I open the basket and spread bread, fruit, cheese, deli salads, and a couple of beers out between us. We eat and watch the sky grow darker as the last rays of sunlight dance like fire on the crests of small waves. She asks more about my mom, my family, and Leila’s debut, but whenever the conversation veers toward us, or her, or something more serious, she steers us back to the superficial stuff.

She asks if I’ve spoken to Dante yet, and I give her the rundown of the team’s reaction, hopeful that it will help her believe that I’m not going anywhere. When she asks if I miss the Bay Area, I know that it’s a test.

“Yeah, sometimes,” I answer. “But I’ve been in LA so long, it’s home. I’ve just never been able to convince my mom to move down here. She wouldn’t even move out of the little duplex we grew up in when I wanted to buy her a place after I got signed.” I lean back on my forearms and look up at the sky. “That’s part of the problem. Do you know how many stairs are in that place? I understand her nostalgia and her need for independence, but I would feel so much better if I could only convince her to move.”

“She’s staying with your sister now, isn’t she?”

“Nessa does the best she can, but her work hours are terrible and keep getting worse. Oliver is doing most of the caregiving right now. Five months ago, I would have hated that, but even if I’d moved home, I’d have to give up baseball if I wanted to be her primary support. We travel too much, no matter the team. Now that I’m done being mad at Oliver, I’m grateful he can offer my mom what I can’t at the moment. Especially since Leila’s being recruited for UCLA baseball. It would be nice to have more family nearby, even if she’ll be too busy to hang out with her uncle.”

“She is? Wait–UCLA baseball?”

I smile up at the woman who’s nervously tapping her short nails on the neck of the beer bottle.

“Yep. You aren’t the first to break barriers in the sport, and a lot of athletes had to lay the groundwork for you to be where you are today, but you are helping propel change, rookie. You’re proving to anyone who had doubts that gender doesn’t determine who can win on the diamond, much less who belongs there. There are always going to be people who disagree, but you don’t show up for them.”

“Easy for you to say. Your fans didn’t turn on you when they thought you were leaving as much as they turned on me over a single picture and speculation that I’d broken up the team.”

“Which is bullshit. But it hasn’t always been this way for me, and it won’t always be like this for you. Do you think people didn’t talk just as much shit about what it meant to have a bi man in the locker rooms? All my talent didn’t stop the harassment when I dared to make my serious relationship with a man public. There will always be people who think I don’t belong either. Plenty of them crawled out of the woodwork even now to blame me and my ‘cock-sucking lifestyle’ for our alleged split.”

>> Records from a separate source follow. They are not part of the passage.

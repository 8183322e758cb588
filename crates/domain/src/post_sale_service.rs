//! After-sale services (`servicos_pos_venda`).

use chrono::NaiveDate;
use serde::{Deserialize, Serialize};
use utoipa::ToSchema;

use crate::{
    identifiers::{SaleId, ServiceId},
    resource::Resource,
};

/// A stored post-sale service row
#[derive(Debug, Clone, PartialEq, Serialize, Deserialize, ToSchema)]
pub struct PostSaleService {
    pub servico_id: ServiceId,
    pub venda_id: Option<SaleId>,
    /// e.g. `Revisão`, `Manutenção`, `Reparo`, `Garantia`
    pub tipo_servico: Option<String>,
    pub data_servico: Option<NaiveDate>,
    pub valor_servico: Option<f64>,
    /// Score from 1 to 5
    pub satisfacao_cliente: Option<i64>,
    pub observacoes: Option<String>,
}

/// Create payload for `POST /servicos_pos_venda`
#[derive(Debug, Clone, Default, PartialEq, Serialize, Deserialize, ToSchema)]
pub struct NewPostSaleService {
    pub venda_id: Option<SaleId>,
    pub tipo_servico: Option<String>,
    pub data_servico: Option<NaiveDate>,
    pub valor_servico: Option<f64>,
    pub satisfacao_cliente: Option<i64>,
    pub observacoes: Option<String>,
}

impl Resource for PostSaleService {
    type New = NewPostSaleService;

    const TABLE: &'static str = "servicos_pos_venda";
    const ID_FIELD: &'static str = "servico_id";
    const COLUMNS: &'static [&'static str] = &[
        "venda_id",
        "tipo_servico",
        "data_servico",
        "valor_servico",
        "satisfacao_cliente",
        "observacoes",
    ];
    const LABEL: &'static str = "post-sale service";
}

She turns to me with wide eyes. Her mouth opens, and I can’t blame her when she bites her lip, unable to find what to say. Her clear surprise confirms my suspicion that she’s blocked all social media for the last twenty-four hours.

I sit back up and reach for her hand. “I’m not trying to downplay your experience or play oppression Olympics. I just want you to know that you’re making a difference even when you feel like you’re taking ten steps back. That’s what infuriates them the most.” I give her a few minutes to mull over my words. She traces patterns into the back of my hand. The song of emerging nightlife blends with the dull, incessant roar of city traffic. “You haven’t been checking social media, have you?”

“Duh, no,” she says. “Do I look like a masochist?”

We both laugh, and I catch the way her gaze flicks down when I lick my lips.

“Definitely not, mami,” I say. “I want you to watch this. It’s why I didn’t get here sooner.”